Currently, a systematic, spatially explicit quantification of the rainy season duration and timing for the Brazilian Northeast, based on established statistical methods, is still lacking in the literature. Recent studies in this direction provide results based on monthly rainfall climatology, identifying six rainiest months and the three peak months of the rainy season. The results depend on the dataset used and the period considered. Rao et al. [3] studied rainfall regime in Brazil using the global daily precipitation data from the Climate Research Center (CPC) with a horizontal resolution of 0.50 latitude/longitude and a time span from 1979 to 2011. For the NE, they found that the three rainiest months were FMA in the northern part, JFM in the central part, NDJ in the southern part, and MJJ in the eastern coastal part.
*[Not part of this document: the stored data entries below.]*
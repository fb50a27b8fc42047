//! Byte transports the serial channel can drive.

use crate::Result;
use tokio::io::{AsyncRead, AsyncWrite};
use tokio_serial::{ClearBuffer, SerialPort, SerialStream};

/// A bidirectional byte stream to the display controller.
pub trait Transport: AsyncRead + AsyncWrite + Unpin + Send {
    /// Drops any received bytes that have not been read yet.
    fn discard_input(&mut self) -> Result<()>;
}

impl Transport for SerialStream {
    fn discard_input(&mut self) -> Result<()> {
        self.clear(ClearBuffer::Input)?;
        Ok(())
    }
}
//! Error types for the LAN LCD hardware library.

use thiserror::Error;

/// Result type alias using our Error type.
pub type Result<T> = std::result::Result<T, Error>;

/// Errors that can occur when building commands or talking to the device.
#[derive(Error, Debug)]
pub enum Error {
    /// Serial device path does not exist.
    #[error("Serial device not found at {0}")]
    DeviceNotFound(String),

    /// Serial port communication error.
    #[error("Serial port error: {0}")]
    Serial(#[from] tokio_serial::Error),

    /// Serial I/O error.
    #[error("Serial I/O error: {0}")]
    SerialIo(#[from] std::io::Error),

    /// Command could not be encoded for the wire.
    #[error("Failed to encode command: {0}")]
    Encode(#[from] serde_json::Error),

    /// Query string carried none of the recognized keys.
    #[error("No parameters provided")]
    NoParameters,

    /// Request body is missing, empty, not JSON, or not a JSON object.
    #[error("Invalid or missing JSON body")]
    InvalidBody,

    /// JSON body carried a key outside the recognized set.
    #[error("Unknown key: {0}")]
    UnknownKey(String),

    /// JSON body carried an array or object where a scalar was expected.
    #[error("Invalid value for key: {0}")]
    InvalidValue(String),
}

impl Error {
    /// Returns true if the error came from the serial link itself.
    pub fn is_transport(&self) -> bool {
        matches!(
            self,
            Error::DeviceNotFound(_) | Error::Serial(_) | Error::SerialIo(_)
        )
    }

    /// Returns true if the error was caused by malformed client input.
    pub fn is_validation(&self) -> bool {
        matches!(
            self,
            Error::NoParameters
                | Error::InvalidBody
                | Error::UnknownKey(_)
                | Error::InvalidValue(_)
        )
    }
}
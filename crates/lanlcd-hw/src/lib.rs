//! LAN LCD Hardware Library
//!
//! Provides the serial channel, display command model and RGB565 palette
//! for LCDs driven by a microcontroller that accepts line-delimited JSON
//! over UART.

pub mod channel;
pub mod command;
pub mod error;
pub mod palette;

pub use channel::{ExchangeTiming, SerialChannel, Transport};
pub use command::{CommandKey, DisplayCommand, Scalar};
pub use error::{Error, Result};
pub use palette::{NamedColor, PALETTE};

/// Default serial port of the display controller.
pub const DEFAULT_DEVICE: &str = "/dev/ttyUSB0";

/// Default UART baud rate of the display controller.
pub const DEFAULT_BAUD_RATE: u32 = 115200;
Using station data for approximately the same period, Oliveira et al. [4] found peak of the rainy season to be shifted forward by one month: MAM in the northern part, DJF in the southern part, and JJA in the eastern coastal part. Rainfall seasonality can be investigated using monthly rainfall climatology [3,4] by identifying the onset and cessation of the wet season [23,24] and using specially designed indices, such as the statistics-based precipitation seasonality index SI [25], which classify rainfall regime according to the degree of variability in monthly rainfall throughout the year. When calculated for the entire period and as an average of individual years, SI provides the information of the replicability of rainfall regime at a certain location [26,27]. However, a complete description of rainfall seasonality requires knowledge of the magnitude, duration, and timing of the wet season.
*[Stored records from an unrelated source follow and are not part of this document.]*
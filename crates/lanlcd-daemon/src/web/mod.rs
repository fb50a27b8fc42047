//! HTTP interface: informational page and the display command endpoint.

use askama::Template;
use axum::{
    body::Bytes,
    extract::{Query, State},
    http::StatusCode,
    response::{Html, IntoResponse, Response},
    routing::get,
    Json, Router,
};
use lanlcd_hw::{DisplayCommand, NamedColor, PALETTE};
use serde::Serialize;
use serde_json::json;
use std::sync::Arc;
use thiserror::Error;
use tower_http::trace::TraceLayer;
use tracing::warn;

use crate::state::AppState;

/// Main index page template.
#[derive(Template)]
#[template(path = "index.html")]
struct IndexTemplate {
    colors: &'static [NamedColor],
}

/// Errors reported to HTTP clients.
#[derive(Debug, Error)]
pub enum ApiError {
    /// Malformed or empty client input. Never reaches the device.
    #[error("{0}")]
    Validation(String),

    /// The serial link failed during the exchange.
    #[error("Serial error: {0}")]
    Transport(String),

    /// Anything else that went wrong while handling the request.
    #[error("Internal error: {0}")]
    Internal(String),
}

impl From<lanlcd_hw::Error> for ApiError {
    fn from(e: lanlcd_hw::Error) -> Self {
        if e.is_transport() {
            ApiError::Transport(e.to_string())
        } else if e.is_validation() {
            ApiError::Validation(e.to_string())
        } else {
            ApiError::Internal(e.to_string())
        }
    }
}

impl From<askama::Error> for ApiError {
    fn from(e: askama::Error) -> Self {
        ApiError::Internal(e.to_string())
    }
}

impl IntoResponse for ApiError {
    fn into_response(self) -> Response {
        let (status, body) = match &self {
            ApiError::Validation(message) => (StatusCode::BAD_REQUEST, json!({ "error": message })),
            ApiError::Transport(detail) => (
                StatusCode::INTERNAL_SERVER_ERROR,
                json!({ "error": "Serial error", "detail": detail }),
            ),
            ApiError::Internal(detail) => (
                StatusCode::INTERNAL_SERVER_ERROR,
                json!({ "error": "Internal error", "detail": detail }),
            ),
        };
        if status.is_server_error() {
            warn!("{}", self);
        }
        (status, Json(body)).into_response()
    }
}

/// Successful command response.
#[derive(Debug, Serialize)]
struct SetResponse {
    status: &'static str,
    sent: DisplayCommand,
    uart_response: Option<String>,
}

/// Creates the web router with all routes.
pub fn create_router(state: Arc<AppState>) -> Router {
    Router::new()
        .route("/", get(index))
        .route("/set/", get(set_get).post(set_post))
        .layer(TraceLayer::new_for_http())
        .with_state(state)
}

/// GET / - Usage page
async fn index() -> Result<Html<String>, ApiError> {
    let page = IndexTemplate { colors: &PALETTE }.render()?;
    Ok(Html(page))
}

/// GET /set/ - Display command from query parameters
async fn set_get(
    State(state): State<Arc<AppState>>,
    Query(params): Query<Vec<(String, String)>>,
) -> Result<Json<SetResponse>, ApiError> {
    let command = DisplayCommand::from_query_pairs(params)?;
    relay(&state, &command).await
}

/// POST /set/ - Display command from a JSON body
async fn set_post(
    State(state): State<Arc<AppState>>,
    body: Bytes,
) -> Result<Json<SetResponse>, ApiError> {
    let command = DisplayCommand::from_json_slice(&body)?;
    relay(&state, &command).await
}

async fn relay(state: &AppState, command: &DisplayCommand) -> Result<Json<SetResponse>, ApiError> {
    let relayed = state.relay(command).await?;
    Ok(Json(SetResponse {
        status: "ok",
        sent: relayed.sent,
        uart_response: relayed.reply,
    }))
}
Feng et al. [28] introduced the relative entropy (RE) method based on information theory, which provides a set of indicators for the quantification of the magnitude, duration, and timing of the wet season. This method was shown to be successful for regions with well-defined wet and dry seasons and was used with both observational and model data [29,30,31,32,33]. Tan et al. [34] compared trends in precipitation seasonality using seven precipitation datasets (two gauge-based, one remote-sensing retrieval, and three reanalysis datasets) over the past three decades. They employed a statistics-based precipitation seasonality index (SI) and relative entropy-based dimensionless seasonality index (DSI). Their findings indicated that DSI is more sensitive to the uncertainties of monthly precipitation than SI, making it more suitable for comparing rainfall seasonality across different datasets. Additionally, DSI is more sensitive to changes in monthly precipitation regimes. However, the RE cannot distinguish unimodal from bimodal rainfall regimes and therefore it does not automatically provide a measure of the duration of the wet season; it works well for unimodal regimes such as the South Asian monsoon region [29]. It turns out that while the precipitation regime in the Brazilian Northeast is unimodal, it is not strongly pronounced (such as e.g., South Asian monsoon), so that the RE method yields strong overestimates of the wet season.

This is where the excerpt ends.